Per Vetrano e Randisi la realizzazione de I Giganti della Montagna ha rappresentato l’approdo di un viaggio nel mondo pirandelliano cominciato nel ’99 con la messinscena de Il berretto a sonagli e proseguito con L’uomo, la bestia e la virtù e Pensaci, Giacomino!.
Tra questi spettacoli uno studio sull’uomo Pirandello ha generato Per mosse d’anima, una lettura/spettacolo che evidenzia affinità e analogie tra la biografia del drammaturgo e le vicende narrate in molti suoi testi – novelle o drammi – sovrapponendo le parole scelte da Pirandello per raccontare la sua vita a battute di personaggi da lui creati.
Con la riscrittura di Sgombero e de L’uomo dal fiore in bocca gli attori e registi siciliani, affiancati sul palco da Margherita Smedile, raccolgono i fili di questo lungo percorso pirandelliano e intrecciano alle vicende narrate – in un gioco di contaminazioni e di sovrapposizioni – spunti paradossali, citazioni fulminee, passaggi surreali, per comporre una riflessione umoristica e struggente sull’attesa, il rifiuto e l’accettazione della fine.
Un uomo al limite estremo della sua vita confida i suoi pensieri a uno sconosciuto mentre viene spiato dalla moglie che non accetta la sua malattia. Una donna al cospetto del padre morto lo accudisce e si prepara ad accompagnarlo al camposanto mentre è spiata dall’uomo che le ha tolto l’innocenza e l’ha fatta cacciare di casa. Mettendo insieme questi due atti unici si ha la percezione del senso di grande vitalità e disprezzo del comune pensare che si respira in tutta la drammaturgia di Pirandello, della capacità di irridere e far ridere con amarezza dei vizi e dei paradossi della società.

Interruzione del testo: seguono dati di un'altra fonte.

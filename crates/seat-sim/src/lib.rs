//! `seat-sim`: tick loop orchestrator for the `rust_seating` simulation.
//!
//! # Tick loop
//!
//! ```text
//! initialize(config):  validate → build_grid → reset run state → reseed RNG
//! tick():
//!   ① Spawn     : one agent per free gate while NUM_AGENTS lasts;
//!                 BACK_PREF × 1.5 / 1.0 / 0.5 by arrival phase.
//!   ② Step      : pre-existing agents move one cell or settle.
//!   ③ Sample    : tick += 1; push (tick, seated, standing).
//!   ④ Complete  : all settled and budget spent, or tick == MAX_TIME.
//! ```
//!
//! # Quick-start
//!
//! ```rust,ignore
//! use seat_core::SimConfig;
//! use seat_sim::{NoopObserver, SeatingSim};
//!
//! let mut sim = SeatingSim::new();
//! sim.initialize(&SimConfig::default())?;
//! let summary = sim.run(&mut NoopObserver)?;
//! println!("{} of {} seated", summary.seated, summary.spawned);
//! ```

pub mod error;
pub mod observer;
pub mod record;
pub mod sim;


pub use error::{SimError, SimResult};
pub use observer::{NoopObserver, SimObserver};
pub use record::{RunHistory, RunSummary, Sample, SimStats};
pub use sim::{Phase, SeatingSim, TickOutcome};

Il luogo delle azioni – una stazione ferroviaria in cui sembra si sia fermato il tempo, per un bombardamento o una calamità naturale – diventa la “stanza della tortura” che Giovanni Macchia individua come topos costante nei lavori pirandelliani.
E il fiore in bocca diventa malattia di una intera società.